Piz Lischana is a mountain in the Sesvenna Range of the Alps, overlooking Scuol in the Swiss canton of Graubünden. With an elevation of 3,105 metres above sea level, Piz Lischana is the highest summit of the Sesvenna Range north of the Fuorcla Sesvenna (2,819 metres).

The normal route of ascent is from the Chamanna Lischana a mountain hut operated by the Swiss Alpine Club, to the Fuorcla de Rims (2940 m), a col at the low point between Piz Lischana and Piz San Jon, and then along the South-East ridge of the mountain passing over the intermediate summit at pt. 3044. The route is graded T3+ or T4 in the Swiss Hiking Scale. The final section of this route can also be reached from S-charl via the Fora dal'Aua and via the Val d'Uina, but these routes are longer and involve more ascent. Other routes to the summit involve technical climbing.

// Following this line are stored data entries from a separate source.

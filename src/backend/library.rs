//! The foreign codec-library interface
//!
//! The polyfill consumes these traits; the embedding provides the
//! implementation (installed through `backend::pool`). Send/receive follow
//! the library convention: `send_*` returns `Ok(false)` when the context
//! wants its output drained first, `receive_*` returns `Ok(None)` when more
//! input is needed or the stream has ended.

use super::error::BackendResult;
use super::frame::Frame;
use super::packet::Packet;
use super::types::{Fraction, PixelFormat, Rational, SampleFormat};

/// Parameters for opening a decoder
#[derive(Debug, Clone)]
pub struct DecoderSetup {
  /// Backend codec name (e.g. "libopus", "libvpx-vp9")
  pub codec: String,
  /// Time base timestamps are exchanged in
  pub time_base: Rational,
  /// Audio sample rate, 0 for video
  pub sample_rate: u32,
  /// Audio channel count, 0 for video
  pub channels: u32,
  /// Out-of-band codec side data (stream info, setup packets)
  pub extradata: Option<Vec<u8>>,
  /// Coded size hint, 0 when unknown
  pub coded_width: u32,
  pub coded_height: u32,
  /// Favor low-delay output over throughput
  pub low_delay: bool,
}

/// Parameters for opening an encoder
#[derive(Debug, Clone)]
pub struct EncoderSetup {
  /// Backend codec name
  pub codec: String,
  pub time_base: Rational,
  pub bitrate: u64,
  // Audio
  pub sample_rate: u32,
  pub channels: u32,
  pub sample_format: Option<SampleFormat>,
  // Video
  pub width: u32,
  pub height: u32,
  pub pixel_format: Option<PixelFormat>,
  pub framerate: Option<f64>,
  pub sample_aspect: Option<Fraction>,
  /// Codec-private options as key/value strings
  pub options: Vec<(String, String)>,
}

/// One side of an audio filter conversion
#[derive(Debug, Clone, Copy, PartialEq, Eq)]
pub struct AudioStreamSpec {
  pub sample_format: SampleFormat,
  pub channels: u32,
  pub sample_rate: u32,
}

/// Parameters for an `aresample` filter graph
#[derive(Debug, Clone)]
pub struct AudioFilterSpec {
  pub input: AudioStreamSpec,
  pub output: AudioStreamSpec,
  /// Fixed output frame size in samples, 0 for unconstrained
  pub frame_size: u32,
}

/// One side of a rescale conversion
#[derive(Debug, Clone, Copy, PartialEq, Eq)]
pub struct PictureSpec {
  pub width: u32,
  pub height: u32,
  pub pixel_format: PixelFormat,
}

/// Parameters for a rescaler context
#[derive(Debug, Clone)]
pub struct ScalerSpec {
  pub input: PictureSpec,
  pub output: PictureSpec,
}

/// An opened decoder instance
pub trait DecoderHandle: Send {
  /// Submit a packet, or `None` to signal end of stream (drain)
  fn send_packet(&mut self, packet: Option<&Packet>) -> BackendResult<bool>;
  /// Fetch the next decoded frame if one is ready
  fn receive_frame(&mut self) -> BackendResult<Option<Frame>>;
}

/// An opened encoder instance
pub trait EncoderHandle: Send {
  /// Required input frame size in samples, 0 for unconstrained (video, PCM)
  fn frame_size(&self) -> u32;
  /// Negotiated input sample format for audio encoders
  fn sample_format(&self) -> Option<SampleFormat>;
  /// Out-of-band side data the encoder emits for decoder initialization
  fn extradata(&self) -> Option<Vec<u8>>;
  /// Submit a frame, or `None` to signal end of stream (drain)
  fn send_frame(&mut self, frame: Option<&Frame>) -> BackendResult<bool>;
  /// Fetch the next encoded packet if one is ready
  fn receive_packet(&mut self) -> BackendResult<Option<Packet>>;
}

/// An opened audio resample/reformat filter graph
pub trait AudioFilterHandle: Send {
  /// Push one frame through, returning zero or more converted frames
  fn push(&mut self, frame: &Frame) -> BackendResult<Vec<Frame>>;
  /// Flush buffered samples; the final frame may be shorter than frame_size
  fn drain(&mut self) -> BackendResult<Vec<Frame>>;
}

/// An opened rescaler context
pub trait ScalerHandle: Send {
  /// Convert one frame to the output geometry and pixel format
  fn scale(&mut self, src: &Frame) -> BackendResult<Frame>;
}

/// The codec library itself
///
/// A probe is an open followed by an immediate drop; implementations keep
/// open cheap enough for that to be reasonable.
pub trait CodecLibrary: Send + Sync {
  fn open_decoder(&self, setup: &DecoderSetup) -> BackendResult<Box<dyn DecoderHandle>>;
  fn open_encoder(&self, setup: &EncoderSetup) -> BackendResult<Box<dyn EncoderHandle>>;
  fn open_audio_filter(&self, spec: &AudioFilterSpec) -> BackendResult<Box<dyn AudioFilterHandle>>;
  fn open_scaler(&self, spec: &ScalerSpec) -> BackendResult<Box<dyn ScalerHandle>>;
}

A substantial rock fall from the summit pyramid into the Val de Triazza was recorded on camera by a party who had just left the summit on July 31, 2011. It is estimated that 2000 cubic metres of rock fell. The route from the saddle below the summit was assessed by the local authorities and re-routed with prominent red dot route marks to avoid the areas prone to further rock falls.

During the last quarter of the 20th century the Vadret de Lischana plateau glacier covered the 4 km^{2} plateau between Piz Lischana and the Lai da Rims. The ice has disappeared except for two relics, the small glacier Vadret de Triazza below the South-East ridge and one which retains the original name below Piz San Jon.